[Stored data entries]
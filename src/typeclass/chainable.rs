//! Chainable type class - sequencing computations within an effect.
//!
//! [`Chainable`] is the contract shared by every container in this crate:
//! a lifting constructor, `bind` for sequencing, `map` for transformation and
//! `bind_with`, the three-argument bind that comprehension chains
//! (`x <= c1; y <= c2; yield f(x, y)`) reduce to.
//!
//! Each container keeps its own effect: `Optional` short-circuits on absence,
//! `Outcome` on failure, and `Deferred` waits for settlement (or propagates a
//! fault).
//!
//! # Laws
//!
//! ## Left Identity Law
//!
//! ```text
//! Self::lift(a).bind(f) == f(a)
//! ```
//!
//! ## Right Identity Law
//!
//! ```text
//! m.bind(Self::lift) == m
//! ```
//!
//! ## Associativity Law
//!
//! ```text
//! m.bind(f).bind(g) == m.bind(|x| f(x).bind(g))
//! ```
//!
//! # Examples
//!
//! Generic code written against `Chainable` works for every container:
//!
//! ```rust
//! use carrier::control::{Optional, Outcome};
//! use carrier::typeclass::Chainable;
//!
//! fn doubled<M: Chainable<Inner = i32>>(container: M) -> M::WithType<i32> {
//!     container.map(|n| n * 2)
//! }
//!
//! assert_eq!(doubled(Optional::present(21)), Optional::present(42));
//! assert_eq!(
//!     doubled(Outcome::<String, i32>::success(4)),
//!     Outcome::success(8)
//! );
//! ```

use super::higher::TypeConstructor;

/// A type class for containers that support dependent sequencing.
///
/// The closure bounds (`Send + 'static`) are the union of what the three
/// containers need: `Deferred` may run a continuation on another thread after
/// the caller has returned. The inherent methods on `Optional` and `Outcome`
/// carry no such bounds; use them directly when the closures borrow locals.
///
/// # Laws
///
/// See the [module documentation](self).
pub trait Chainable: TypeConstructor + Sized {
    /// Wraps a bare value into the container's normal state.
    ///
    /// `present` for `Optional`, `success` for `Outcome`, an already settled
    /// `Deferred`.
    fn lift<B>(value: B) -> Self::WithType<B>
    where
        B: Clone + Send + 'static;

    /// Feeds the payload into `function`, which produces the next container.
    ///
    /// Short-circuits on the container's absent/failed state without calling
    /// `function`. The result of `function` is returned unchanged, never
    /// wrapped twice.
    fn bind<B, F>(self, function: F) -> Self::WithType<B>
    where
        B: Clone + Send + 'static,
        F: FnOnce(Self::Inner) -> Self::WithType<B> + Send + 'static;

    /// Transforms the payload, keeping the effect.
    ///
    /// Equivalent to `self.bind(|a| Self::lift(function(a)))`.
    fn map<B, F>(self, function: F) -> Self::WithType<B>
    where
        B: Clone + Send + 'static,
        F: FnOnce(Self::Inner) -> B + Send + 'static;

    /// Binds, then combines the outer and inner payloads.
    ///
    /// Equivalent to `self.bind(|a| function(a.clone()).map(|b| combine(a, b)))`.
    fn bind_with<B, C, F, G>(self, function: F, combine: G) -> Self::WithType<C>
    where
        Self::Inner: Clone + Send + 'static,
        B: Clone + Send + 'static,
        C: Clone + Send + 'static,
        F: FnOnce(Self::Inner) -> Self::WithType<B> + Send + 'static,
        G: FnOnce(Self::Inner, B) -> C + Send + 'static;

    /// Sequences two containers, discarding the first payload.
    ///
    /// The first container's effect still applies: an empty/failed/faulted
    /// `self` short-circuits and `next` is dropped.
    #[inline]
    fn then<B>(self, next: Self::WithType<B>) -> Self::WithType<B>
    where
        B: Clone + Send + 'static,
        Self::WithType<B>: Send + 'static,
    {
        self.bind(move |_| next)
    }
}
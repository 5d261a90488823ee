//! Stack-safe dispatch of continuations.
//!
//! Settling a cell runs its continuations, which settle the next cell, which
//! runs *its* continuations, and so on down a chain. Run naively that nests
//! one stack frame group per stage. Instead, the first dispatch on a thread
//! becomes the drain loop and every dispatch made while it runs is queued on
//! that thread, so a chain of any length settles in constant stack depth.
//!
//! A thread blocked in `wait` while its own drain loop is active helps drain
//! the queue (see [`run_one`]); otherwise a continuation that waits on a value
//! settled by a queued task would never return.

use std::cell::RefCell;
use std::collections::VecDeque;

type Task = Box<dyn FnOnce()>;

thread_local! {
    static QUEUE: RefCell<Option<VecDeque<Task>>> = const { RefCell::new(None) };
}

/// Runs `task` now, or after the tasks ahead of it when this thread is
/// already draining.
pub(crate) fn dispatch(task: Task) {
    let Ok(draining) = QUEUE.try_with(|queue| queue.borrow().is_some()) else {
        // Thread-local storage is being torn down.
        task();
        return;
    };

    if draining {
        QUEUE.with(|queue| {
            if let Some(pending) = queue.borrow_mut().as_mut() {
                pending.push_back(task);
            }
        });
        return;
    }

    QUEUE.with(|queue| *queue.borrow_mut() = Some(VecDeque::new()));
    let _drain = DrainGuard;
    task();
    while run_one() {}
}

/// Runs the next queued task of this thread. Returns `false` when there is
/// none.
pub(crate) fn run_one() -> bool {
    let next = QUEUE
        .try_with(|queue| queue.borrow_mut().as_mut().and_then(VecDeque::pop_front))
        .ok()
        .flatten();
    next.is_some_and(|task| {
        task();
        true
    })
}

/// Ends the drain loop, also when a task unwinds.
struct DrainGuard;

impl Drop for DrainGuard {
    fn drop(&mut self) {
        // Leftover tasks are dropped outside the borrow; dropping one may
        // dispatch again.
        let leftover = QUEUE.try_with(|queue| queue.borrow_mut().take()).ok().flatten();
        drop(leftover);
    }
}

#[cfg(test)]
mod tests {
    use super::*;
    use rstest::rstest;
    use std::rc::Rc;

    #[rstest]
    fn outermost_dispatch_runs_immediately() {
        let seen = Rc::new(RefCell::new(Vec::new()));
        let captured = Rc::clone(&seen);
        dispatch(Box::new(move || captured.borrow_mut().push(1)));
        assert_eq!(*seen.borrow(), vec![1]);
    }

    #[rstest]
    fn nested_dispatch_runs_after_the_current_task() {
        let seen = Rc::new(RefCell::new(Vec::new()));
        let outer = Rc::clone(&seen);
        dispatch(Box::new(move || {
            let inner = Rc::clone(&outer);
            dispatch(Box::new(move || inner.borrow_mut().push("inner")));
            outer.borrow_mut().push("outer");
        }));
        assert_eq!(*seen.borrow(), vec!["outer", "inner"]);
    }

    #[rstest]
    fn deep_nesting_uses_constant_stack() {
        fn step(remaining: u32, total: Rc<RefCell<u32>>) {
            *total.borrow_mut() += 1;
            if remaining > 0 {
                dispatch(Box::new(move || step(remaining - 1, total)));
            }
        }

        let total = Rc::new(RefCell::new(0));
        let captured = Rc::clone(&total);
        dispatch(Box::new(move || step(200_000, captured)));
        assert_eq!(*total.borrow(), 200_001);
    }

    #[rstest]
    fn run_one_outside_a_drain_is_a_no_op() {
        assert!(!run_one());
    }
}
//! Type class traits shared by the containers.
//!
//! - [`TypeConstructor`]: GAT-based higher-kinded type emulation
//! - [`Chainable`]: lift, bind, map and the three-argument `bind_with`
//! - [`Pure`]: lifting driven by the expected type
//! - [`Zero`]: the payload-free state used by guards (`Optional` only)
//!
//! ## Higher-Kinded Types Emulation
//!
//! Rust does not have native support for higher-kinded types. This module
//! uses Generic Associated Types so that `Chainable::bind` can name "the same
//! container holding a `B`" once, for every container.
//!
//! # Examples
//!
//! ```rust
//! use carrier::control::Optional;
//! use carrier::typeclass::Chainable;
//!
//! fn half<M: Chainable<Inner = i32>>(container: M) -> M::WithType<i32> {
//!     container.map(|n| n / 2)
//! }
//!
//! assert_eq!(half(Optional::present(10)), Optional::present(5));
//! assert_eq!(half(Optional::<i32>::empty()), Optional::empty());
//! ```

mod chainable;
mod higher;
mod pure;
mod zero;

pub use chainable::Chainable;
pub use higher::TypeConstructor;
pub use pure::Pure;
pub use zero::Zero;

▶ What the task requires
From the line containing "mod chainable;" down to the final line of the data, write out every line exactly; both the first and last of these belong in your answer, and nothing else does.

▶ Solution below
mod chainable;
mod higher;
mod pure;
mod zero;

pub use chainable::Chainable;
pub use higher::TypeConstructor;
pub use pure::Pure;
pub use zero::Zero;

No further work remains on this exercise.